>>>>>

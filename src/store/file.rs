//! Simple file-backed [`TokenStorage`] for command-line tools and desktop shells.

// std
use std::{
	fs::{self, File},
	io::Write,
	path::{Path, PathBuf},
};
// self
use crate::{
	_prelude::*,
	store::{StoreError, StoreFuture, TokenStorage},
};

/// Persists key-value pairs to a JSON object file after each mutation.
#[derive(Clone, Debug)]
pub struct FileStore {
	path: PathBuf,
	inner: Arc<RwLock<BTreeMap<String, String>>>,
}
impl FileStore {
	/// Opens (or creates) a store at the provided path, eagerly loading existing data.
	pub fn open(path: impl Into<PathBuf>) -> Result<Self, StoreError> {
		let path = path.into();

		Self::ensure_parent_exists(&path)?;

		let snapshot = if path.exists() { Self::load_snapshot(&path)? } else { BTreeMap::new() };

		Ok(Self { path, inner: Arc::new(RwLock::new(snapshot)) })
	}

	/// Path of the backing JSON file.
	pub fn path(&self) -> &Path {
		&self.path
	}

	fn load_snapshot(path: &Path) -> Result<BTreeMap<String, String>, StoreError> {
		let metadata = path.metadata().map_err(|e| StoreError::Backend {
			message: format!("Failed to inspect {}: {e}", path.display()),
		})?;

		if metadata.len() == 0 {
			return Ok(BTreeMap::new());
		}

		let bytes = fs::read(path).map_err(|e| StoreError::Backend {
			message: format!("Failed to read {}: {e}", path.display()),
		})?;

		serde_json::from_slice(&bytes).map_err(|e| StoreError::Serialization {
			message: format!("Failed to parse {}: {e}", path.display()),
		})
	}

	fn ensure_parent_exists(path: &Path) -> Result<(), StoreError> {
		if let Some(parent) = path.parent().filter(|p| !p.as_os_str().is_empty()) {
			fs::create_dir_all(parent).map_err(|e| StoreError::Backend {
				message: format!("Failed to create store directory {}: {e}", parent.display()),
			})?;
		}

		Ok(())
	}

	fn persist_locked(&self, contents: &BTreeMap<String, String>) -> Result<(), StoreError> {
		Self::ensure_parent_exists(&self.path)?;

		let serialized =
			serde_json::to_vec_pretty(contents).map_err(|e| StoreError::Serialization {
				message: format!("Failed to serialize store snapshot: {e}"),
			})?;
		let mut tmp_path = self.path.clone();

		tmp_path.set_extension("tmp");

		{
			let mut file = File::create(&tmp_path).map_err(|e| StoreError::Backend {
				message: format!("Failed to create {}: {e}", tmp_path.display()),
			})?;

			file.write_all(&serialized).map_err(|e| StoreError::Backend {
				message: format!("Failed to write {}: {e}", tmp_path.display()),
			})?;
			file.sync_all().map_err(|e| StoreError::Backend {
				message: format!("Failed to sync {}: {e}", tmp_path.display()),
			})?;
		}

		fs::rename(&tmp_path, &self.path).map_err(|e| StoreError::Backend {
			message: format!("Failed to replace {}: {e}", self.path.display()),
		})
	}
}
impl TokenStorage for FileStore {
	fn get<'a>(&'a self, key: &'a str) -> StoreFuture<'a, Option<String>> {
		Box::pin(async move { Ok(self.inner.read().get(key).cloned()) })
	}

	fn set<'a>(&'a self, key: &'a str, value: String) -> StoreFuture<'a, ()> {
		Box::pin(async move {
			let mut guard = self.inner.write();

			guard.insert(key.to_owned(), value);
			self.persist_locked(&guard)
		})
	}

	fn remove<'a>(&'a self, key: &'a str) -> StoreFuture<'a, ()> {
		Box::pin(async move {
			let mut guard = self.inner.write();

			if guard.remove(key).is_none() {
				return Ok(());
			}

			self.persist_locked(&guard)
		})
	}
}

#[cfg(test)]
mod tests {
	// std
	use std::{
		env, process,
		time::{SystemTime, UNIX_EPOCH},
	};
	// self
	use super::*;
	use crate::store::{ACCESS_TOKEN_KEY, REFRESH_TOKEN_KEY};

	fn temp_path() -> PathBuf {
		let nanos = SystemTime::now()
			.duration_since(UNIX_EPOCH)
			.expect("System clock should be after the Unix epoch.")
			.as_nanos();

		env::temp_dir().join(format!("pledge_client_file_store_{}_{nanos}.json", process::id()))
	}

	#[tokio::test]
	async fn values_survive_reopen() {
		let path = temp_path();
		let store = FileStore::open(&path).expect("Failed to open file store.");

		store.set(ACCESS_TOKEN_KEY, "T1".into()).await.expect("Failed to persist access token.");
		store.set(REFRESH_TOKEN_KEY, "R1".into()).await.expect("Failed to persist refresh token.");
		drop(store);

		let reopened = FileStore::open(&path).expect("Failed to reopen file store.");

		assert_eq!(
			reopened.get(ACCESS_TOKEN_KEY).await.expect("Fetch should succeed."),
			Some("T1".into())
		);

		reopened.remove(ACCESS_TOKEN_KEY).await.expect("Remove should succeed.");
		reopened.remove(ACCESS_TOKEN_KEY).await.expect("Removing twice should be a no-op.");

		let reopened = FileStore::open(&path).expect("Failed to reopen file store again.");

		assert_eq!(reopened.get(ACCESS_TOKEN_KEY).await.expect("Fetch should succeed."), None);
		assert_eq!(
			reopened.get(REFRESH_TOKEN_KEY).await.expect("Fetch should succeed."),
			Some("R1".into())
		);

		fs::remove_file(&path).unwrap_or_else(|e| {
			panic!("Failed to remove temporary file store {}: {e}", path.display())
		});
	}

	#[test]
	fn corrupt_file_reports_serialization_error() {
		let path = temp_path();

		fs::write(&path, b"not json").expect("Failed to write corrupt fixture.");

		let err = FileStore::open(&path).expect_err("Corrupt snapshots should be rejected.");

		assert!(matches!(err, StoreError::Serialization { .. }));

		fs::remove_file(&path).unwrap_or_else(|e| {
			panic!("Failed to remove temporary file store {}: {e}", path.display())
		});
	}
}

<<<<<

◆ Work order
All records are to be retyped exactly. None may be omitted.

◆ Answer box
filename src/store/file.rs
//! Simple file-backed [`TokenStorage`] for command-line tools and desktop shells.

// std
use std::{
	fs::{self, File},
	io::Write,
	path::{Path, PathBuf},
};
// self
use crate::{
	_prelude::*,
	store::{StoreError, StoreFuture, TokenStorage},
};

/// Persists key-value pairs to a JSON object file after each mutation.
#[derive(Clone, Debug)]
pub struct FileStore {
	path: PathBuf,
	inner: Arc<RwLock<BTreeMap<String, String>>>,
}
impl FileStore {
	/// Opens (or creates) a store at the provided path, eagerly loading existing data.
	pub fn open(path: impl Into<PathBuf>) -> Result<Self, StoreError> {
		let path = path.into();

		Self::ensure_parent_exists(&path)?;

		let snapshot = if path.exists() { Self::load_snapshot(&path)? } else { BTreeMap::new() };

		Ok(Self { path, inner: Arc::new(RwLock::new(snapshot)) })
	}

	/// Path of the backing JSON file.
	pub fn path(&self) -> &Path {
		&self.path
	}

	fn load_snapshot(path: &Path) -> Result<BTreeMap<String, String>, StoreError> {
		let metadata = path.metadata().map_err(|e| StoreError::Backend {
			message: format!("Failed to inspect {}: {e}", path.display()),
		})?;

		if metadata.len() == 0 {
			return Ok(BTreeMap::new());
		}

		let bytes = fs::read(path).map_err(|e| StoreError::Backend {
			message: format!("Failed to read {}: {e}", path.display()),
		})?;

		serde_json::from_slice(&bytes).map_err(|e| StoreError::Serialization {
			message: format!("Failed to parse {}: {e}", path.display()),
		})
	}

	fn ensure_parent_exists(path: &Path) -> Result<(), StoreError> {
		if let Some(parent) = path.parent().filter(|p| !p.as_os_str().is_empty()) {
			fs::create_dir_all(parent).map_err(|e| StoreError::Backend {
				message: format!("Failed to create store directory {}: {e}", parent.display()),
			})?;
		}

		Ok(())
	}

	fn persist_locked(&self, contents: &BTreeMap<String, String>) -> Result<(), StoreError> {
		Self::ensure_parent_exists(&self.path)?;

		let serialized =
			serde_json::to_vec_pretty(contents).map_err(|e| StoreError::Serialization {
				message: format!("Failed to serialize store snapshot: {e}"),
			})?;
		let mut tmp_path = self.path.clone();

		tmp_path.set_extension("tmp");

		{
			let mut file = File::create(&tmp_path).map_err(|e| StoreError::Backend {
				message: format!("Failed to create {}: {e}", tmp_path.display()),
			})?;

			file.write_all(&serialized).map_err(|e| StoreError::Backend {
				message: format!("Failed to write {}: {e}", tmp_path.display()),
			})?;
			file.sync_all().map_err(|e| StoreError::Backend {
				message: format!("Failed to sync {}: {e}", tmp_path.display()),
			})?;
		}

		fs::rename(&tmp_path, &self.path).map_err(|e| StoreError::Backend {
			message: format!("Failed to replace {}: {e}", self.path.display()),
		})
	}
}
impl TokenStorage for FileStore {
	fn get<'a>(&'a self, key: &'a str) -> StoreFuture<'a, Option<String>> {
		Box::pin(async move { Ok(self.inner.read().get(key).cloned()) })
	}

	fn set<'a>(&'a self, key: &'a str, value: String) -> StoreFuture<'a, ()> {
		Box::pin(async move {
			let mut guard = self.inner.write();

			guard.insert(key.to_owned(), value);
			self.persist_locked(&guard)
		})
	}

	fn remove<'a>(&'a self, key: &'a str) -> StoreFuture<'a, ()> {
		Box::pin(async move {
			let mut guard = self.inner.write();

			if guard.remove(key).is_none() {
				return Ok(());
			}

			self.persist_locked(&guard)
		})
	}
}

#[cfg(test)]
mod tests {
	// std
	use std::{
		env, process,
		time::{SystemTime, UNIX_EPOCH},
	};
	// self
	use super::*;
	use crate::store::{ACCESS_TOKEN_KEY, REFRESH_TOKEN_KEY};

	fn temp_path() -> PathBuf {
		let nanos = SystemTime::now()
			.duration_since(UNIX_EPOCH)
			.expect("System clock should be after the Unix epoch.")
			.as_nanos();

		env::temp_dir().join(format!("pledge_client_file_store_{}_{nanos}.json", process::id()))
	}

	#[tokio::test]
	async fn values_survive_reopen() {
		let path = temp_path();
		let store = FileStore::open(&path).expect("Failed to open file store.");

		store.set(ACCESS_TOKEN_KEY, "T1".into()).await.expect("Failed to persist access token.");
		store.set(REFRESH_TOKEN_KEY, "R1".into()).await.expect("Failed to persist refresh token.");
		drop(store);

		let reopened = FileStore::open(&path).expect("Failed to reopen file store.");

		assert_eq!(
			reopened.get(ACCESS_TOKEN_KEY).await.expect("Fetch should succeed."),
			Some("T1".into())
		);

		reopened.remove(ACCESS_TOKEN_KEY).await.expect("Remove should succeed.");
		reopened.remove(ACCESS_TOKEN_KEY).await.expect("Removing twice should be a no-op.");

		let reopened = FileStore::open(&path).expect("Failed to reopen file store again.");

		assert_eq!(reopened.get(ACCESS_TOKEN_KEY).await.expect("Fetch should succeed."), None);
		assert_eq!(
			reopened.get(REFRESH_TOKEN_KEY).await.expect("Fetch should succeed."),
			Some("R1".into())
		);

		fs::remove_file(&path).unwrap_or_else(|e| {
			panic!("Failed to remove temporary file store {}: {e}", path.display())
		});
	}

	#[test]
	fn corrupt_file_reports_serialization_error() {
		let path = temp_path();

		fs::write(&path, b"not json").expect("Failed to write corrupt fixture.");

		let err = FileStore::open(&path).expect_err("Corrupt snapshots should be rejected.");

		assert!(matches!(err, StoreError::Serialization { .. }));

		fs::remove_file(&path).unwrap_or_else(|e| {
			panic!("Failed to remove temporary file store {}: {e}", path.display())
		});
	}
}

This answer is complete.